JournalPlus automatically calculates Maximum Run-Up for every trade using the intraday high (or low for short positions) logged at exit, then displays the capture rate alongside realized P&L in the trade detail view. The analytics dashboard aggregates capture rate by setup tag, so you can see at a glance which entry patterns consistently leave money on the table. You can filter the trade log by date range, instrument, or setup type and export a capture rate summary to a CSV for deeper analysis. For traders working to calibrate trailing stops, the performance charts overlay MRU against realized P&L across a filtered trade set, making the gap between available gains and captured gains immediately visible. This is how the trade efficiency and MFE metrics connect to MRU in a single workflow inside the app.

Common Mistakes

Confusing MFE (price distance from entry) with Run-Up (dollar P&L including position size) — a 200-share position doubles the dollar impact of the same price move

Measuring MRU at close rather than the intraday tick high — closing-price MRU understates the actual peak by significant amounts on volatile days

Setting trailing stops based on round numbers ($1.00, $0.50) rather than the instrument's ATR, which changes with market regime

Optimizing capture rate in isolation — a 90% capture rate achieved by holding through drawdowns can increase MAE and risk-of-ruin

Frequently Asked Questions

What is the difference between Maximum Run-Up and Maximum Favorable Excursion?
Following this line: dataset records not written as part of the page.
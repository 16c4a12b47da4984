use cgcore_iso::logging::LoggingSystem;
use cgcore_iso::{load_mapper_config, MapperHttpServer};
use clap::Parser;
use log::info;

/// Command line options for the HTTP server binary.
#[derive(Parser, Debug)]
#[command(author, version, about)]
struct Cli {
    /// Port for the HTTP server (overrides the configuration file)
    #[arg(long)]
    port: Option<u16>,

    /// Path to the service configuration file
    #[arg(long)]
    config: Option<String>,
}

/// Main entry point for the mapper HTTP server.
///
/// # Environment Variables
///
/// * `CGCORE_ISO_CONFIG` - Path to the configuration file (default: config/mapper_config.json)
/// * `RUST_LOG` - Log filter applied on top of the configured levels
///
/// # Errors
///
/// Returns an error if:
/// * The configuration file cannot be parsed or fails validation
/// * The HTTP server cannot be started
#[actix_web::main]
async fn main() -> Result<(), Box<dyn std::error::Error>> {
    let cli = Cli::parse();

    let config = load_mapper_config(cli.config.as_deref(), cli.port)?;
    LoggingSystem::init_with_config(config.logging.clone())?;
    info!("Starting CGCore / ISO 19115 mapper HTTP server...");

    let http_server = MapperHttpServer::from_config(&config);
    info!("Listening on {}", http_server.bind_address());
    http_server.run().await?;

    Ok(())
}

#[cfg(test)]
mod tests {
    use super::Cli;
    use clap::Parser;

    #[test]
    fn defaults() {
        let cli = Cli::parse_from(["test"]);
        assert_eq!(cli.port, None);
        assert_eq!(cli.config, None);
    }

    #[test]
    fn custom_port() {
        let cli = Cli::parse_from(["test", "--port", "8000"]);
        assert_eq!(cli.port, Some(8000));
    }
}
MFE measures raw price distance from entry to the intraday peak (e.g., $3.00 per share). Maximum Run-Up translates that into dollar P&L by multiplying by position size (e.g., $3.00 × 200 shares = $600). MFE is price-based; MRU is P&L-based. Both originate from John Sweeney's MFE/MAE framework in 'Campaign Trading' (1996).

What is a good capture rate for Maximum Run-Up?

A capture rate of 55–70% is considered good. Most retail traders average 35–55% on winning trades. Consistently capturing above 70% indicates exits are well-calibrated to the instrument's volatility profile.

How do I use Maximum Run-Up to set better trailing stops?

Calculate your instrument's Average True Range (ATR) for the timeframe you trade. A trailing stop tighter than 1× ATR on an intraday chart fires on routine price noise more than 50% of the time on trending instruments. Start with a 1.0–1.5× ATR trailing stop and measure the effect on your capture rate over 20–30 trades.

Should I always try to maximize my capture rate?

No. Chasing high capture rates by widening stops increases the amount you give back on trades that reverse. The goal is an optimal capture rate for your strategy — typically 55–70% — not the highest possible. Always evaluate capture rate alongside Maximum Adverse Excursion to ensure you're not exposing yourself to larger drawdowns.

Can Maximum Run-Up analysis help with mean-reversion vs. trend-following strategies?

Yes. Breakout and momentum trades often have 2× the MRU of mean-reversion trades, but both may show similar capture rates. This means exits need different logic per strategy — mean-reversion exits should use fixed targets near the expected reversion point, while trend-following exits should use wider ATR-based trailing stops to stay in during extended moves.

What does a capture rate near 100% mean?

A capture rate at or near 100% means you exited at or very close to the peak — either by well-timed scaling out or by luck. Reviewing those trades helps you distinguish repeatable skill from fortunate timing. If most high-capture trades had no trailing stop logic, the exits were likely coincidental.

How many trades do I need to draw conclusions from MRU data?

At minimum 20–30 trades of the same setup type before drawing conclusions. A small sample of 5–10 trades can show wide variance in capture rates that reflects randomness rather than systematic exit problems. Segment by setup, timeframe, and instrument for the most actionable insights.